Her hair is dyed from her natural blond to dark brown for Fifty Shades, making her look even younger than 24. Not that Rogen would have known who she was anyway. She tells the story with a goofball smile, its DNA lifted straight from her mom, Melanie Griffith. “I didn’t want to be like, ‘Hey, wake up, I’m Dakota.’”

Johnson should cherish her relative anonymity — relative is the right term when your grandmother is Hitchcock muse Tippi Hedren and your parents are Griffith, dad Don Johnson, and stepfather Antonio Banderas — while she can. Fifty Shades of Grey unties itself in February 2015 with a built-in audience of 90 million mostly female readers, not to mention their panting male consorts, who will observe Johnson in various stages of love, bondage, and undress. Basically, Dakota Johnson is about to be revealed to Western civilization.

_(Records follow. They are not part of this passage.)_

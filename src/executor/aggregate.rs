//! Hash aggregation: groups buffered in memory keyed by the GROUP BY
//! values. Without GROUP BY the whole input is one group (and aggregating
//! an empty input still yields that one group, e.g. COUNT(*) = 0).

use crate::access::value::{DataType, Value};
use crate::error::DbResult;
use crate::executor::{infer_type, ColumnInfo, Executor};
use crate::expression::eval::evaluate;
use crate::planner::logical::{AggFunc, AggregateExpr};
use crate::sql::ast::Expression;
use std::collections::HashMap;

pub struct AggregateExecutor {
    input: Box<dyn Executor>,
    group_by: Vec<(Expression, String)>,
    aggregates: Vec<AggregateExpr>,
    schema: Vec<ColumnInfo>,
    results: Option<std::vec::IntoIter<Vec<Value>>>,
}

/// Running state of one aggregate within one group.
#[derive(Debug, Clone)]
struct Accumulator {
    count: i64,
    sum: f64,
    sum_is_float: bool,
    min: Option<Value>,
    max: Option<Value>,
}

impl Accumulator {
    fn new() -> Self {
        Self {
            count: 0,
            sum: 0.0,
            sum_is_float: false,
            min: None,
            max: None,
        }
    }

    fn fold(&mut self, value: &Value) {
        if value.is_null() {
            return;
        }
        self.count += 1;
        match value {
            Value::Int32(v) => self.sum += *v as f64,
            Value::Int64(v) => self.sum += *v as f64,
            Value::Float64(v) => {
                self.sum += v;
                self.sum_is_float = true;
            }
            _ => {}
        }
        let replace_min = match &self.min {
            Some(current) => matches!(
                value.compare(current),
                Some(std::cmp::Ordering::Less)
            ),
            None => true,
        };
        if replace_min {
            self.min = Some(value.clone());
        }
        let replace_max = match &self.max {
            Some(current) => matches!(
                value.compare(current),
                Some(std::cmp::Ordering::Greater)
            ),
            None => true,
        };
        if replace_max {
            self.max = Some(value.clone());
        }
    }

    fn finish(&self, func: AggFunc) -> Value {
        match func {
            AggFunc::Count => Value::Int64(self.count),
            AggFunc::Sum => {
                if self.count == 0 {
                    Value::Null
                } else if self.sum_is_float {
                    Value::Float64(self.sum)
                } else {
                    Value::Int64(self.sum as i64)
                }
            }
            AggFunc::Avg => {
                if self.count == 0 {
                    Value::Null
                } else {
                    Value::Float64(self.sum / self.count as f64)
                }
            }
            AggFunc::Min => self.min.clone().unwrap_or(Value::Null),
            AggFunc::Max => self.max.clone().unwrap_or(Value::Null),
        }
    }
}

impl AggregateExecutor {
    pub fn new(
        input: Box<dyn Executor>,
        group_by: Vec<(Expression, String)>,
        aggregates: Vec<AggregateExpr>,
    ) -> Self {
        Self {
            input,
            group_by,
            aggregates,
            schema: Vec::new(),
            results: None,
        }
    }
}

impl Executor for AggregateExecutor {
    fn init(&mut self) -> DbResult<()> {
        self.input.init()?;
        let input_schema = self.input.output_schema().to_vec();

        self.schema = self
            .group_by
            .iter()
            .map(|(expr, name)| ColumnInfo::new(name.clone(), infer_type(expr, &input_schema)))
            .chain(self.aggregates.iter().map(|agg| {
                let dt = match agg.func {
                    AggFunc::Count => DataType::Int64,
                    AggFunc::Avg => DataType::Float64,
                    AggFunc::Sum => DataType::Float64,
                    AggFunc::Min | AggFunc::Max => agg
                        .arg
                        .as_ref()
                        .map(|a| infer_type(a, &input_schema))
                        .unwrap_or(DataType::Int64),
                };
                ColumnInfo::new(agg.alias.clone(), dt)
            }))
            .collect();

        // Group rows; insertion order of groups is preserved for output.
        let mut groups: HashMap<String, usize> = HashMap::new();
        let mut group_rows: Vec<(Vec<Value>, Vec<Accumulator>)> = Vec::new();
        while let Some(row) = self.input.next()? {
            let key_values = self
                .group_by
                .iter()
                .map(|(expr, _)| evaluate(expr, &row, &input_schema))
                .collect::<DbResult<Vec<Value>>>()?;
            let key = format!("{:?}", key_values);
            let slot = match groups.get(&key) {
                Some(&slot) => slot,
                None => {
                    groups.insert(key, group_rows.len());
                    group_rows.push((
                        key_values,
                        vec![Accumulator::new(); self.aggregates.len()],
                    ));
                    group_rows.len() - 1
                }
            };

            for (agg, acc) in self.aggregates.iter().zip(&mut group_rows[slot].1) {
                match &agg.arg {
                    Some(arg) => acc.fold(&evaluate(arg, &row, &input_schema)?),
                    // COUNT(*) counts rows, not values.
                    None => acc.count += 1,
                }
            }
        }

        // A global aggregate over zero rows still produces one row.
        if group_rows.is_empty() && self.group_by.is_empty() {
            group_rows.push((Vec::new(), vec![Accumulator::new(); self.aggregates.len()]));
        }

        let results: Vec<Vec<Value>> = group_rows
            .into_iter()
            .map(|(mut key_values, accs)| {
                key_values.extend(
                    self.aggregates
                        .iter()
                        .zip(&accs)
                        .map(|(agg, acc)| acc.finish(agg.func)),
                );
                key_values
            })
            .collect();
        self.results = Some(results.into_iter());
        Ok(())
    }

    fn next(&mut self) -> DbResult<Option<Vec<Value>>> {
        Ok(self.results.as_mut().and_then(|it| it.next()))
    }

    fn output_schema(&self) -> &[ColumnInfo] {
        &self.schema
    }
}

“I have no idea how it’s going to go,” says Johnson, widening her blue eyes. “I plan on handling it gracefully, to live my life as close as I can to how I do now.” She is exhausted from 14-hour workdays but musters a mischievous smirk. “I’m really a normal person.”

It’s true that Dakota Johnson has an appreciation from normal things, including a Red State love of skeet shootin’, and that her car of choice is sensible, “mom-style” Mercedes. But here’s the hitch: If Dakota Johnson aspires to be normal, she is soon going to be screwed — and not in an Anastasia Steele kind of way.

Johnson tries to deflect the issue, claiming the real sexpot of Fifty Shades is costar Jamie Dornan — who will be the one saying lines like, “You’ve really got a taste for this, haven’t you, Miss Steele? You’re becoming insatiable” — but she’s the one who’ll play proxy for those millions of breathless fans who fantasize about being taken by his Christian Grey. It’s Dakota Johnson who will be The Franchise. The film will rise or fall based on whether the audience has chemistry with the lip-chewing Ana.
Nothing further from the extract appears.